This post is going to stray slightly from the focus of this blog. However, because all of me comes from the same place deep within, it is just as much a part of my journey. If you do take anything from this, let it be that we all have a talent, we can all use our talents for good, we all face difficulties and if we resist the urge to panic, more often that not, things turn out okay. And if they don’t, we must stand up, dust ourselves off and keep ploughing along.
It is not unusual to wake up some mornings, feeling completely lost and unmotivated but it is especially difficult if you are self-employed in the creative industry. You don’t have a boss to please, so finding the zeal to get up and moving can be quite a challenge. Over the last few weeks, as I have tried to rev up marketing for the holiday season while streamlining and expanding ViJouX’s product base, I have noticed an increasing lack of focus and drive.

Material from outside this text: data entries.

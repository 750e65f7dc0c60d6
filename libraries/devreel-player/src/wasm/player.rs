//! WASM-compatible VideoPlayer wrapper

use super::host::{describe, JsDocument, JsMediaResource, JsQualitySelector, JsTimers};
use crate::config::PlayerConfig;
use crate::events::{Key, MediaEvent};
use crate::fullscreen::FullscreenOutcome;
use crate::host::{ListenerId, TimerId};
use crate::player::{PlayerHosts, VideoPlayer};
use crate::types::{ContainerRef, MediaSourceRef, PlayerProps};
use js_sys::Function;
use wasm_bindgen::prelude::*;

/// WASM-compatible video player
///
/// Wraps [`VideoPlayer`] with a JavaScript-friendly API. Every mutating call
/// notifies the `onViewChange` and `onEvent` callbacks.
#[wasm_bindgen]
pub struct WasmVideoPlayer {
    inner: VideoPlayer,

    // Event callbacks
    on_view_change: Option<Function>,
    on_event: Option<Function>,
}

#[wasm_bindgen]
impl WasmVideoPlayer {
    /// Mount a player
    ///
    /// `config` may be `undefined` for defaults.
    #[wasm_bindgen(constructor)]
    #[allow(clippy::too_many_arguments)]
    pub fn new(
        source_url: String,
        poster: Option<String>,
        duration: Option<f64>,
        config: JsValue,
        media: JsValue,
        timers: JsValue,
        document: JsValue,
        container_id: Option<String>,
    ) -> Result<WasmVideoPlayer, JsValue> {
        console_error_panic_hook::set_once();

        let config: PlayerConfig = if config.is_undefined() || config.is_null() {
            PlayerConfig::default()
        } else {
            serde_wasm_bindgen::from_value(config)
                .map_err(|e| JsValue::from_str(&format!("Failed to parse config: {}", e)))?
        };

        let props = PlayerProps {
            source: MediaSourceRef::Url(source_url),
            poster,
            duration,
        };

        let mut hosts = PlayerHosts::new(
            Box::new(JsMediaResource::new(media)),
            Box::new(JsTimers::new(timers)),
            Box::new(JsDocument::new(document)),
        );
        if let Some(id) = container_id {
            hosts = hosts.with_container(ContainerRef::new(id));
        }

        let inner = VideoPlayer::mount(props, config, hosts)
            .map_err(|e| JsValue::from_str(&e.to_string()))?;

        Ok(Self {
            inner,
            on_view_change: None,
            on_event: None,
        })
    }

    // ===== Host Inputs =====

    /// Forward a DOM media event; `value` is duration or currentTime
    #[wasm_bindgen(js_name = handleMediaEvent)]
    pub fn handle_media_event(&mut self, name: &str, value: f64) -> bool {
        let Some(event) = MediaEvent::from_dom(name, value) else {
            return false;
        };
        self.inner.handle_media_event(&event);
        self.flush();
        true
    }

    /// Report a rejected `play()` promise
    #[wasm_bindgen(js_name = handlePlayRejected)]
    pub fn handle_play_rejected(&mut self, reason: JsValue) {
        let event = MediaEvent::PlayRejected {
            reason: describe(&reason),
        };
        self.inner.handle_media_event(&event);
        self.flush();
    }

    #[wasm_bindgen(js_name = handleTimer)]
    pub fn handle_timer(&mut self, id: u32) {
        self.inner.handle_timer(TimerId(u64::from(id)));
        self.flush();
    }

    #[wasm_bindgen(js_name = handleDocumentPointerDown)]
    pub fn handle_document_pointer_down(&mut self, listener: u32, inside_panel: bool) {
        self.inner
            .handle_document_pointer_down(ListenerId(u64::from(listener)), inside_panel);
        self.flush();
    }

    /// Returns true if `key` is a player shortcut
    #[wasm_bindgen(js_name = handleKey)]
    pub fn handle_key(&mut self, key: &str) -> bool {
        let Some(key) = Key::from_dom(key) else {
            return false;
        };
        self.inner.handle_key(key);
        self.flush();
        true
    }

    #[wasm_bindgen(js_name = pointerMove)]
    pub fn pointer_move(&mut self) {
        self.inner.pointer_moved();
        self.flush();
    }

    #[wasm_bindgen(js_name = setControlsHovered)]
    pub fn set_controls_hovered(&mut self, hovered: bool) {
        self.inner.set_controls_hovered(hovered);
        self.flush();
    }

    // ===== User Intents =====

    #[wasm_bindgen(js_name = togglePlayPause)]
    pub fn toggle_play_pause(&mut self) {
        self.inner.toggle_play_pause();
        self.flush();
    }

    pub fn seek(&mut self, seconds: f64) {
        self.inner.seek(seconds);
        self.flush();
    }

    /// Seek by progress-bar position (0-100)
    #[wasm_bindgen(js_name = seekPercent)]
    pub fn seek_percent(&mut self, percent: f64) {
        self.inner.seek_percent(percent);
        self.flush();
    }

    /// Set volume (0.0-1.0)
    #[wasm_bindgen(js_name = setVolume)]
    pub fn set_volume(&mut self, level: f64) {
        self.inner.set_volume(level);
        self.flush();
    }

    #[wasm_bindgen(js_name = toggleMute)]
    pub fn toggle_mute(&mut self) {
        self.inner.toggle_mute();
        self.flush();
    }

    #[wasm_bindgen(js_name = toggleSettings)]
    pub fn toggle_settings(&mut self) {
        self.inner.toggle_settings();
        self.flush();
    }

    #[wasm_bindgen(js_name = closeSettings)]
    pub fn close_settings(&mut self) {
        self.inner.close_settings();
        self.flush();
    }

    /// Returns false for unsupported speeds
    #[wasm_bindgen(js_name = setSpeed)]
    pub fn set_speed(&mut self, multiplier: f64) -> bool {
        let applied = self.inner.set_speed(multiplier).is_some();
        self.flush();
        applied
    }

    #[wasm_bindgen(js_name = setQuality)]
    pub fn set_quality(&mut self, label: &str) -> bool {
        let applied = self.inner.set_quality(label);
        self.flush();
        applied
    }

    /// Set the quality callback, called with the chosen label
    #[wasm_bindgen(js_name = onQualitySelect)]
    pub fn on_quality_select(&mut self, callback: Function) {
        self.inner
            .replace_quality_selector(Box::new(JsQualitySelector::new(callback)));
    }

    /// Returns "entered" | "exited" | "unavailable" | "rejected"
    #[wasm_bindgen(js_name = toggleFullscreen)]
    pub fn toggle_fullscreen(&mut self) -> String {
        let outcome = self.inner.toggle_fullscreen();
        self.flush();
        match outcome {
            FullscreenOutcome::Entered => "entered".to_string(),
            FullscreenOutcome::Exited => "exited".to_string(),
            FullscreenOutcome::Unavailable => "unavailable".to_string(),
            FullscreenOutcome::Rejected => "rejected".to_string(),
        }
    }

    // ===== Lifecycle =====

    pub fn unmount(&mut self) {
        self.inner.unmount();
        self.notify_view();
    }

    #[wasm_bindgen(js_name = isMounted)]
    pub fn is_mounted(&self) -> bool {
        self.inner.is_mounted()
    }

    // ===== State Queries =====

    /// Current render snapshot
    #[wasm_bindgen(js_name = getView)]
    pub fn get_view(&self) -> JsValue {
        serde_wasm_bindgen::to_value(&self.inner.view()).unwrap_or(JsValue::NULL)
    }

    // ===== Event Listeners =====

    #[wasm_bindgen(js_name = onViewChange)]
    pub fn on_view_change(&mut self, callback: Function) {
        self.on_view_change = Some(callback);
    }

    #[wasm_bindgen(js_name = onEvent)]
    pub fn on_event(&mut self, callback: Function) {
        self.on_event = Some(callback);
    }

    // ===== Internal Event Emitters =====

    fn flush(&mut self) {
        let events = self.inner.drain_events();
        if let Some(ref cb) = self.on_event {
            for event in &events {
                if let Ok(js_event) = serde_wasm_bindgen::to_value(event) {
                    cb.call1(&JsValue::NULL, &js_event).ok();
                }
            }
        }
        self.notify_view();
    }

    fn notify_view(&self) {
        if let Some(ref cb) = self.on_view_change {
            cb.call1(&JsValue::NULL, &self.get_view()).ok();
        }
    }
}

When I woke this morning to a gloomy day and feelings of loss and inadequacy, there was only ever going to be one place I turned to; my Bible. My faith is a big part of who I am even though I am not religious. Too many denominations have used dogma to try to win psychological and political control and that just doesn’t feel right – but that is a topic for another blog. I go to Church often but my faith lies in the quiet and unshakeable trust and belief in God, deep in my soul. I have done and been through enough to be convinced of His existence and bow to His superiority but lately, I have felt dissatisfied.
I want to wake up full of joy and laughter but all I feel is loneliness and sadness. Church is good but just doesn’t seem to reach the corners. I had not read my Bible in a while and figured it would be a good place to start. I said a prayer and then dug out an old Church dairy and got stuck into three readings.
The first said, if you do something in doubt or something that causes your brother to sin, it is a sin. You must live right and help your brother to live right. It doesn’t hurt to forego something you think is right, if it isn’t too important. That was okay. There are a couple of relationships that need to be tweaked and I can do that.
The second said, you must be still and have faith. Know that I am God and that I will bring you through whatever I bring you to. This hit home because as hard as I work, I do not see the return I expect, yet! But if my difficulties in life have taught me anything, it is patience.
The third said, as a child of God, you have been chosen to bring His word to others and win souls for him. This scared me so much, I began to cry. I am not an evangelist or a speaker. I do not want to talk to thousands of people I don’t know and be persecuted for my beliefs. That’s not me, I told God. And then I was reminded of the second lesson. Be still and have faith.
Next, I went on to facebook and found a clip by Croix Sather, posted by the Female Entrepreneurs Association. In it, Sather talks about living your purpose without fear and aiming for the big time, rather than sitting in the cheap seats. And then it hit me. God wasn’t saying I needed to ‘start a Church’; He was saying I needed to use what he gave me to his Glory. I needed to work hard, rest enough, live right, trust Him and stay humble and my life would be a beacon to others.
I have come a long way from where I used to be, physically and mentally, a few years ago. The road has not always been easy but there is no doubt that I am moving forward. The right people have come into my life to teach, help and push me in the right direction but lately, as the pressure piles on, I have forgotten to stop, take a step back and review so that’s where I am going to start; give myself permission to take a break and simply enjoy being, recharge my batteries, gather my thoughts and inspiration, and then power up to go again.